A character vector of paths to PNG files to classify.

gradio_url

A character string specifying the base URL of the Gradio application. Default is "https://irfcb-classify.hf.space", which is an example Hugging Face Space with limited resources intended for testing and demonstration. For large-scale classification, deploy your own instance of the classification app (source code: https://github.com/EuropeanIFCBGroup/ifcb-inference-app) and pass its URL here.

top_n

An integer specifying the number of top predictions to return per image. Default is 1 (top prediction only). Use Inf to return all predictions.

model_name

A character string specifying the name of the CNN model to use for classification. Default is "SMHI NIVA ResNet50 V5". Use ifcb_classify_models() to list all available models.

verbose

A logical value indicating whether to print progress messages. Default is TRUE.

Value

A data frame with the following columns:

file_name

The PNG file name of the classified image.

class_name

The predicted class name with per-class thresholds applied; "unclassified" if the score is below the threshold.

class_name_auto

The winning class name without any threshold applied (argmax of scores).

score

The prediction confidence score (0–1).

model_name

The name of the CNN model used for classification.

Images that could not be classified have NA in class_name, class_name_auto, and score.
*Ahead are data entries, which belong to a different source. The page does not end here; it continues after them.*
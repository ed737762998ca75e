//! Tests for screen expectations against scripted screens

use crate::config::MatchConfig;
use crate::diagnostics::{COORD_LIST_FILE, FOUND_IMAGE_FILE, SCREEN_IMAGE_FILE, TEMPLATE_IMAGE_FILE};
use crate::error::{MatchError, RemoteError};
use crate::remote::{FrameSource, PointerInput};
use crate::screen_match::ScreenMatch;
use image::{Rgb, RgbImage};
use std::path::{Path, PathBuf};
use std::time::{Duration, Instant};
use tempfile::TempDir;

const TEMPLATE_NAME: &str = "button.png";

/// Screen that plays back a fixed sequence of frames, repeating the last one
struct ScriptedScreen {
    frames: Vec<RgbImage>,
    captures: usize,
}

impl ScriptedScreen {
    fn new(frames: Vec<RgbImage>) -> Self {
        Self {
            frames,
            captures: 0,
        }
    }
}

impl FrameSource for ScriptedScreen {
    fn capture(&mut self) -> Result<RgbImage, RemoteError> {
        let idx = self.captures.min(self.frames.len() - 1);
        self.captures += 1;
        Ok(self.frames[idx].clone())
    }
}

#[derive(Default)]
struct RecordingPointer {
    events: Vec<String>,
}

impl PointerInput for RecordingPointer {
    fn move_to(&mut self, x: u32, y: u32) -> Result<(), RemoteError> {
        self.events.push(format!("move {x},{y}"));
        Ok(())
    }

    fn click(&mut self) -> Result<(), RemoteError> {
        self.events.push("click".to_string());
        Ok(())
    }

    fn write(&mut self, text: &str) -> Result<(), RemoteError> {
        self.events.push(format!("write {text}"));
        Ok(())
    }
}

fn white_square() -> RgbImage {
    RgbImage::from_pixel(2, 2, Rgb([255, 255, 255]))
}

/// 10x10 black screen with the white square at the given positions
fn screen_with(positions: &[(u32, u32)]) -> RgbImage {
    let mut frame = RgbImage::from_pixel(10, 10, Rgb([0, 0, 0]));
    for &(x, y) in positions {
        image::imageops::replace(&mut frame, &white_square(), x as i64, y as i64);
    }
    frame
}

/// Temp workspace with `images/button.png` and a report root
struct Workspace {
    dir: TempDir,
}

impl Workspace {
    fn new() -> Self {
        let dir = tempfile::tempdir().unwrap();
        std::fs::create_dir_all(dir.path().join("images")).unwrap();
        white_square()
            .save(dir.path().join("images").join(TEMPLATE_NAME))
            .unwrap();
        Self { dir }
    }

    fn config(&self) -> MatchConfig {
        MatchConfig {
            report_root: self.report_root(),
            ..MatchConfig::with_images_dir(self.dir.path().join("images"))
        }
    }

    fn report_root(&self) -> PathBuf {
        self.dir.path().join("fails")
    }

    fn session(&self, frames: Vec<RgbImage>) -> ScreenMatch<ScriptedScreen> {
        ScreenMatch::with_config(ScriptedScreen::new(frames), self.config())
    }
}

fn report_dir_of(err: &MatchError) -> &Path {
    err.report_dir().expect("expected a TestFailed error with a report")
}

#[test]
fn test_zero_timeout_single_match_returns_immediately() {
    let ws = Workspace::new();
    let mut screen = ws.session(vec![screen_with(&[(3, 3)])]);

    let start = Instant::now();
    let center = screen.expect_single(TEMPLATE_NAME, Duration::ZERO).unwrap();

    assert_eq!(center, (3, 3));
    assert_eq!(screen.source().captures, 1);
    assert!(start.elapsed() < Duration::from_millis(500));
    assert!(!ws.report_root().exists());
}

#[test]
fn test_unbounded_timeout_returns_on_first_match() {
    let ws = Workspace::new();
    let mut screen = ws.session(vec![screen_with(&[(3, 3)])]);

    let center = screen.expect_single(TEMPLATE_NAME, Duration::MAX).unwrap();

    assert_eq!(center, (3, 3));
    assert_eq!(screen.source().captures, 1);
}

#[test]
fn test_unbounded_timeout_keeps_polling() {
    let ws = Workspace::new();
    let empty = screen_with(&[]);
    let mut screen = ScreenMatch::with_config(
        ScriptedScreen::new(vec![empty.clone(), empty, screen_with(&[(4, 1)])]),
        MatchConfig {
            poll_fraction: 0.0,
            ..ws.config()
        },
    );

    let center = screen.expect_single(TEMPLATE_NAME, Duration::MAX).unwrap();

    assert_eq!(center, (4, 1));
    assert_eq!(screen.source().captures, 3);
}

#[test]
fn test_unrepresentable_pause_is_config_error() {
    let ws = Workspace::new();
    for poll_fraction in [f64::INFINITY, f64::NAN, -0.5] {
        let mut screen = ScreenMatch::with_config(
            ScriptedScreen::new(vec![screen_with(&[(3, 3)])]),
            MatchConfig {
                poll_fraction,
                ..ws.config()
            },
        );

        let err = screen
            .expect_single(TEMPLATE_NAME, Duration::from_secs(1))
            .unwrap_err();

        assert!(
            matches!(err, MatchError::InvalidConfig { key: "poll_fraction", .. }),
            "{err:?}"
        );
        assert_eq!(screen.source().captures, 0);
    }
    assert!(!ws.report_root().exists());
}

#[test]
fn test_waits_for_image_to_appear() {
    let ws = Workspace::new();
    let empty = screen_with(&[]);
    let mut screen = ws.session(vec![
        empty.clone(),
        empty.clone(),
        empty,
        screen_with(&[(6, 2)]),
    ]);

    let start = Instant::now();
    let center = screen
        .expect_single(TEMPLATE_NAME, Duration::from_secs(2))
        .unwrap();

    assert_eq!(center, (6, 2));
    assert_eq!(screen.source().captures, 4);
    // Three pauses of 0.1 * 2s
    assert!(start.elapsed() >= Duration::from_millis(600));
    assert!(start.elapsed() < Duration::from_secs(2));
}

#[test]
fn test_multiple_matches_fail_after_timeout_with_report() {
    let ws = Workspace::new();
    let mut screen = ws.session(vec![screen_with(&[(0, 0), (5, 5)])]);
    let timeout = Duration::from_millis(300);

    let start = Instant::now();
    let err = screen.expect_single(TEMPLATE_NAME, timeout).unwrap_err();
    let elapsed = start.elapsed();

    assert!(err.is_test_failure());
    assert!(err.to_string().contains("multiple"), "{err}");
    assert!(elapsed >= timeout);
    assert!(elapsed < timeout * 3, "took {elapsed:?}");
    assert!(screen.source().captures > 1);

    let dir = report_dir_of(&err);
    assert!(dir.starts_with(ws.report_root()));
    let name = dir.file_name().unwrap().to_string_lossy().to_string();
    assert!(name.starts_with("image_found_multiple_times_"), "{name}");
    for file in [
        TEMPLATE_IMAGE_FILE,
        SCREEN_IMAGE_FILE,
        COORD_LIST_FILE,
        FOUND_IMAGE_FILE,
    ] {
        assert!(dir.join(file).is_file(), "{file} missing");
    }
}

#[test]
fn test_not_found_single_attempt() {
    let ws = Workspace::new();
    let mut screen = ws.session(vec![screen_with(&[])]);

    let err = screen
        .expect_single(TEMPLATE_NAME, Duration::ZERO)
        .unwrap_err();

    match &err {
        MatchError::TestFailed { message, .. } => assert_eq!(message, "image not found"),
        other => panic!("expected TestFailed, got {other:?}"),
    }
    assert_eq!(screen.source().captures, 1);
    let coords = std::fs::read_to_string(report_dir_of(&err).join(COORD_LIST_FILE)).unwrap();
    assert_eq!(coords, "[]");
}

#[test]
fn test_message_reflects_last_attempt_only() {
    let ws = Workspace::new();
    let mut screen = ws.session(vec![
        screen_with(&[(0, 0), (5, 5)]),
        screen_with(&[(0, 0), (5, 5)]),
        screen_with(&[]),
    ]);

    let err = screen
        .expect_single(TEMPLATE_NAME, Duration::from_millis(200))
        .unwrap_err();

    assert!(err.to_string().starts_with("image not found, see "), "{err}");
}

#[test]
fn test_missing_template_fails_before_capture() {
    let ws = Workspace::new();
    let mut screen = ws.session(vec![screen_with(&[(3, 3)])]);

    let err = screen
        .expect_single("no_such_button.png", Duration::from_secs(5))
        .unwrap_err();

    assert!(matches!(err, MatchError::TemplateMissing { .. }));
    assert!(!err.is_test_failure());
    assert_eq!(screen.source().captures, 0);
    assert!(!ws.report_root().exists());
}

#[test]
fn test_corrupt_template_is_load_error() {
    let ws = Workspace::new();
    std::fs::write(ws.dir.path().join("images").join("broken.png"), b"not a png").unwrap();
    let mut screen = ws.session(vec![screen_with(&[])]);

    let err = screen.find_by_name("broken.png").unwrap_err();
    assert!(matches!(err, MatchError::TemplateLoad { .. }));
}

#[test]
fn test_capture_error_propagates() {
    let ws = Workspace::new();
    let failing = || -> Result<RgbImage, RemoteError> { Err("connection reset".into()) };
    let mut screen = ScreenMatch::with_config(failing, ws.config());

    let err = screen
        .expect_single(TEMPLATE_NAME, Duration::from_secs(5))
        .unwrap_err();

    match err {
        MatchError::Capture(source) => assert_eq!(source.to_string(), "connection reset"),
        other => panic!("expected Capture, got {other:?}"),
    }
    assert!(!ws.report_root().exists());
}

#[test]
fn test_find_by_name_and_capture_only() {
    let ws = Workspace::new();
    let mut screen = ws.session(vec![screen_with(&[(3, 3)])]);

    let found = screen.find_by_name(TEMPLATE_NAME).unwrap();
    assert_eq!(found.boxes().len(), 1);
    assert_eq!(found.boxes()[0].centroid(), (3, 3));

    let capture = screen.find(None).unwrap();
    assert!(capture.boxes().is_empty());
    assert!(capture.mask().is_none());
    assert_eq!(capture.frame().dimensions(), (10, 10));
}

#[test]
fn test_click_single_moves_and_clicks() {
    let ws = Workspace::new();
    let mut screen = ws.session(vec![screen_with(&[(6, 6)])]);
    let mut pointer = RecordingPointer::default();

    let center = screen
        .click_single(&mut pointer, TEMPLATE_NAME, Duration::ZERO)
        .unwrap();

    assert_eq!(center, (6, 6));
    assert_eq!(pointer.events, vec!["move 6,6", "click"]);
}

#[test]
fn test_click_single_does_not_click_on_failure() {
    let ws = Workspace::new();
    let mut screen = ws.session(vec![screen_with(&[])]);
    let mut pointer = RecordingPointer::default();

    let err = screen
        .click_single(&mut pointer, TEMPLATE_NAME, Duration::ZERO)
        .unwrap_err();

    assert!(err.is_test_failure());
    assert!(pointer.events.is_empty());
}

#[test]
fn test_click_then_type_then_expect_result() {
    let ws = Workspace::new();
    let mut screen = ws.session(vec![
        screen_with(&[(1, 1)]),
        screen_with(&[]),
        screen_with(&[(7, 7)]),
    ]);
    let mut pointer = RecordingPointer::default();

    {
        let input: &mut dyn PointerInput = &mut pointer;
        screen
            .click_single(&mut *input, TEMPLATE_NAME, Duration::ZERO)
            .unwrap();
        input.write("12345").unwrap();
    }
    let center = screen
        .expect_single(TEMPLATE_NAME, Duration::from_millis(500))
        .unwrap();

    assert_eq!(center, (7, 7));
    assert_eq!(screen.source().captures, 3);
    assert_eq!(pointer.events, vec!["move 1,1", "click", "write 12345"]);
}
When top_n > 1, multiple rows are returned per image (one per prediction).

Details

To classify all images in a raw IFCB sample (.roi file) without first extracting them manually, use ifcb_classify_sample() instead.

See also

ifcb_classify_sample() to classify all images in a raw IFCB sample without prior extraction. ifcb_classify_models() to list available CNN models. ifcb_extract_pngs() to extract PNG images from IFCB ROI files.

Examples

if (FALSE) { # \dontrun{
# Classify a single pre-extracted PNG
result <- ifcb_classify_images("path/to/D20220522T003051_IFCB134_00001.png")

# Classify several PNGs at once
pngs <- list.files("path/to/png_folder", pattern = "\\.png$",
                   full.names = TRUE)
result <- ifcb_classify_images(pngs, top_n = 3)
} # }